What advice do you have for the couch fan who wants to start playing around with some data?
Test your ideas. If you already know how to use Excel or a spreadsheet you’re most of the way there. That’s the cool thing about data, it gives you the ability to test any theories you have about the game and if you keep going you’ll stumble into some gems.
Who do you support and how do you think they’ll go in 2020?
I support the Cowboys. It was pretty grim for the first 20 years of my life but it’s had some moments lately. They’re in a better position then they have been the last couple of years. They have a strong mobile middle which is better suited to the current game and while they’re integrating new players in key positions (again) they’ve got some potential. With their squad they should be in finals contention, but their attack needs to veer away from the rigorous block-plays which is the hallmark of Paul Green’s coaching.
If you had to pick one sporting code or team and solve a problem for them, who would it be and what would the problem be?
The Gold Coast Titans, and the problem is basically everything.

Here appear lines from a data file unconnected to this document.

//! Opaque record identifiers.
//!
//! Ids are stored and exchanged as plain strings: archives omit them, and
//! callers (imports, tests) may supply ids that are not UUIDs. Freshly
//! minted ids are hyphenated UUIDv4 text.

use uuid::Uuid;

/// Mint a new collision-resistant record id.
pub fn new_id() -> String { Uuid::new_v4().hyphenated().to_string() }
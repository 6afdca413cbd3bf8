//! The `persona.json` manifest.
//!
//! Field sets and field order are a byte-level contract: identical inputs
//! must serialise to an identical pretty-printed document, and `id` /
//! `personaId` never leave the store. Deserialisation is tolerant the way
//! the parse rules require — missing `history`/`insights` arrays default to
//! empty and `persona` may be absent entirely.

use chrono::{DateTime, Utc};
use serde::{Deserialize, Serialize};

use spoor_core::{
  history::HistoryEntry,
  insight::{Category, Insight, Intent},
  persona::Persona,
};

use crate::path::snapshot_path;

/// Top-level document stored as `persona.json`.
#[derive(Debug, Clone, Serialize, Deserialize)]
pub struct Manifest {
  #[serde(default)]
  pub persona:  Option<ManifestPersona>,
  #[serde(default)]
  pub history:  Vec<ManifestHistory>,
  #[serde(default)]
  pub insights: Vec<ManifestInsight>,
}

/// Persona metadata without its store id.
#[derive(Debug, Clone, Serialize, Deserialize)]
pub struct ManifestPersona {
  #[serde(default)]
  pub name:       String,
  #[serde(
    rename = "createdAt",
    with = "spoor_core::time::serde_ts_opt",
    default
  )]
  pub created_at: Option<DateTime<Utc>>,
}

/// One history item; `id` and `personaId` are omitted by construction.
#[derive(Debug, Clone, Serialize, Deserialize)]
pub struct ManifestHistory {
  #[serde(default)]
  pub url:           String,
  #[serde(default)]
  pub title:         String,
  #[serde(default)]
  pub description:   String,
  #[serde(
    rename = "visitedAt",
    with = "spoor_core::time::serde_ts_opt",
    default
  )]
  pub visited_at:    Option<DateTime<Utc>>,
  /// `"./" + snapshot_path(url)`; the body may or may not exist in the
  /// container.
  #[serde(rename = "snapshotPath", default)]
  pub snapshot_path: Option<String>,
}

/// One insight; `id` and `personaId` are omitted by construction.
#[derive(Debug, Clone, Serialize, Deserialize)]
pub struct ManifestInsight {
  pub insight_summary: String,
  pub category:        Category,
  pub intent:          Intent,
  pub score:           u8,
  pub updated_at:      i64,
  pub is_deleted:      bool,
}

impl Manifest {
  /// Build the export manifest for a persona's gathered dataset.
  pub fn for_export(
    persona: &Persona,
    entries: &[HistoryEntry],
    insights: &[Insight],
  ) -> Self {
    Self {
      persona:  Some(ManifestPersona {
        name:       persona.name.clone(),
        created_at: Some(persona.created_at),
      }),
      history:  entries
        .iter()
        .map(|entry| ManifestHistory {
          url:           entry.url.clone(),
          title:         entry.title.clone(),
          description:   entry.description.clone(),
          visited_at:    Some(entry.visited_at),
          snapshot_path: Some(format!("./{}", snapshot_path(&entry.url))),
        })
        .collect(),
      insights: insights
        .iter()
        .map(|insight| ManifestInsight {
          insight_summary: insight.insight_summary.clone(),
          category:        insight.category,
          intent:          insight.intent,
          score:           insight.score,
          updated_at:      insight.updated_at,
          is_deleted:      insight.is_deleted,
        })
        .collect(),
    }
  }
}
//! spoor command-line client.
//!
//! Reads `spoor.toml` (or the path specified with `--config`), opens the
//! SQLite store, and exposes the persona/history/snapshot/insight surface
//! plus archive export/import as subcommands. The `log` and `snapshot`
//! commands stand in for the browser capture collaborator: they feed the
//! store the same `{url, title, visited_at}` metadata and opaque HTML
//! bodies it would receive from a live capture.

use std::{
  collections::HashSet,
  path::{Path, PathBuf},
  str::FromStr as _,
};

use anyhow::{bail, Context as _};
use chrono::Utc;
use clap::{Parser, Subcommand};
use strum::VariantNames as _;
use tracing::level_filters::LevelFilter;
use tracing_subscriber::EnvFilter;

use spoor_archive::{build_archive, parse_archive, ExportEntry};
use spoor_core::{
  history::{HistoryEntry, HistoryImport, NewHistory, PageSnapshot},
  insight::{Category, Insight, InsightPatch, Intent, NewInsight},
  persona::Persona,
  store::PersonaStore,
  time::encode_ts,
};
use spoor_store_sqlite::{ActivePersona, SqliteStore};

// ─── CLI definition ──────────────────────────────────────────────────────────

#[derive(Parser)]
#[command(author, version, about = "Spoor persona store")]
struct Cli {
  /// Path to the TOML configuration file.
  #[arg(short, long, default_value = "spoor.toml")]
  config: PathBuf,

  #[command(subcommand)]
  command: Command,
}

#[derive(Subcommand)]
enum Command {
  /// Manage personas.
  #[command(subcommand)]
  Persona(PersonaCommand),

  /// Record a visit for the active persona.
  Log {
    url: String,
    /// Page title; defaults to the URL.
    #[arg(long)]
    title: Option<String>,
    #[arg(long, default_value = "")]
    description: String,
  },

  /// Inspect or prune a persona's browsing trail.
  #[command(subcommand)]
  History(HistoryCommand),

  /// Store or show captured page bodies.
  #[command(subcommand)]
  Snapshot(SnapshotCommand),

  /// Manage insight notes.
  #[command(subcommand)]
  Insight(InsightCommand),

  /// Export a persona's dataset to a zip archive.
  Export {
    output: PathBuf,
    /// Persona id; defaults to the active persona.
    #[arg(long)]
    persona: Option<String>,
  },

  /// Import a persona archive as a new persona and activate it.
  Import { input: PathBuf },
}
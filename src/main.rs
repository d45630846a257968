use anyhow::Context;
use clap::{Parser, Subcommand};
use dotenv::dotenv;
use drafter_rs::drafter::builder::Builder;
use drafter_rs::drafter::checkpoint::{CheckpointKey, Checkpointer};
use drafter_rs::drafter::config::{BackendKind, DrafterConfig};
use drafter_rs::drafter::server;
use drafter_rs::drafter::workflow::{RunEvent, WorkflowState};
use std::path::PathBuf;
use std::sync::Arc;
use tokio::sync::mpsc;

#[derive(Parser, Debug)]
#[command(author, version, about, long_about = None)]
struct Args {
    /// Path to a YAML config file
    #[arg(short, long, global = true)]
    config: Option<PathBuf>,

    /// Keep checkpoints in memory instead of Supabase
    #[arg(long, global = true)]
    memory: bool,

    #[command(subcommand)]
    command: Commands,
}

#[derive(Subcommand, Debug)]
enum Commands {
    /// Draft an essay on a topic
    Run {
        /// The topic to write about
        #[arg(short, long)]
        task: String,

        #[arg(short, long, default_value_t = 2)]
        max_revisions: u32,

        #[arg(short, long, default_value_t = 1)]
        revision_number: u32,

        /// Checkpoint thread; a new one is generated when omitted
        #[arg(long)]
        thread_id: Option<String>,
    },
    /// Print the last checkpoint of a thread
    Show {
        #[arg(long)]
        thread_id: String,
    },
    /// Start the HTTP API
    Serve {
        #[arg(short, long, default_value_t = 3000)]
        port: u16,
    },
}

fn load_config(args: &Args) -> anyhow::Result<DrafterConfig> {
    let mut config = match &args.config {
        Some(path) => DrafterConfig::load(path)
            .with_context(|| format!("Failed to load config {}", path.display()))?,
        None => DrafterConfig::default(),
    };
    if args.memory {
        config.checkpoint.backend = BackendKind::Memory;
    }
    Ok(config)
}

/// Text printed for an event: node updates as pretty JSON, then the final draft
fn render_event(event: &RunEvent) -> Option<String> {
    match event {
        RunEvent::Node { .. } => {
            let update = event.update_map()?;
            match serde_json::to_string_pretty(&update) {
                Ok(text) => Some(text),
                Err(e) => {
                    log::warn!("Failed to render update: {}", e);
                    None
                }
            }
        }
        RunEvent::Finished { state, .. } => Some(format!("\nFinal draft:\n\n{}", state.draft)),
        RunEvent::Error { .. } => None,
    }
}

async fn print_events(mut rx: mpsc::Receiver<RunEvent>) {
    while let Some(event) = rx.recv().await {
        if let Some(text) = render_event(&event) {
            println!("{}", text);
        }
    }
}

#[tokio::main]
async fn main() -> anyhow::Result<()> {
    dotenv().ok();
    env_logger::init();

    let args = Args::parse();
    let builder = Builder::new(load_config(&args)?);

    match args.command {
        Commands::Run {
            task,
            max_revisions,
            revision_number,
            thread_id,
        } => {
            let graph = builder.build_graph()?;
            let thread_id = thread_id.unwrap_or_else(|| uuid::Uuid::new_v4().to_string());
            let key = CheckpointKey::from(thread_id.as_str());
            let initial =
                WorkflowState::new(task, max_revisions).with_revision_number(revision_number);

            println!("Thread: {}", thread_id);

            let (tx, rx) = mpsc::channel::<RunEvent>(16);
            let printer = tokio::spawn(print_events(rx));

            let result = graph.run_stream(&key, initial, tx).await;
            let _ = printer.await;
            result.with_context(|| format!("Run '{}' failed", thread_id))?;
        }
        Commands::Show { thread_id } => {
            let store = builder.build_store()?;
            let key = CheckpointKey::from(thread_id.as_str());
            match store.get(&key).await? {
                Some(value) => println!("{}", serde_json::to_string_pretty(&value)?),
                None => anyhow::bail!("No checkpoint for thread '{}'", thread_id),
            }
        }
        Commands::Serve { port } => {
            let graph = Arc::new(builder.build_graph()?);
            server::serve(port, graph)
                .await
                .map_err(|e| anyhow::anyhow!(e))?;
        }
    }

    Ok(())
}

#[cfg(test)]
mod tests {
    use super::*;
    use drafter_rs::drafter::workflow::{Phase, StateUpdate};

    #[test]
    fn test_render_node_update() {
        let event = RunEvent::Node {
            node: "planner".to_string(),
            phase: Phase::Planning,
            update: StateUpdate {
                plan: Some("1. Intro".to_string()),
                ..Default::default()
            },
        };
        let text = render_event(&event).unwrap();
        let parsed: serde_json::Value = serde_json::from_str(&text).unwrap();
        assert_eq!(parsed, serde_json::json!({"planner": {"plan": "1. Intro"}}));
    }

    #[test]
    fn test_render_finished_prints_draft() {
        let mut state = WorkflowState::new("Rust", 1);
        state.draft = "Final text".to_string();
        let event = RunEvent::Finished {
            thread_id: "t".to_string(),
            state,
        };
        assert!(render_event(&event).unwrap().ends_with("Final text"));
        assert!(render_event(&RunEvent::Error {
            message: "x".to_string()
        })
        .is_none());
    }

    #[tokio::test]
    async fn test_print_events_drains_channel() {
        let (tx, rx) = mpsc::channel::<RunEvent>(4);
        let printer = tokio::spawn(print_events(rx));
        tx.send(RunEvent::Error {
            message: "x".to_string(),
        })
        .await
        .unwrap();
        drop(tx);
        printer.await.unwrap();
    }
}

If they were a house, they’d be a renovator’s dream. I think the appeal of that market is really enticing if they were able to achieve success and given their low expectations you could experiment and think differently to a lot of other teams – functionally you can build them from scratch.
Ideally I would try and use my understanding and quantification of defence to recruit undervalued defensive players and see if the team can build a defensive foundation moving forward to allow them to compete. Easier said than done, but I’d love to try.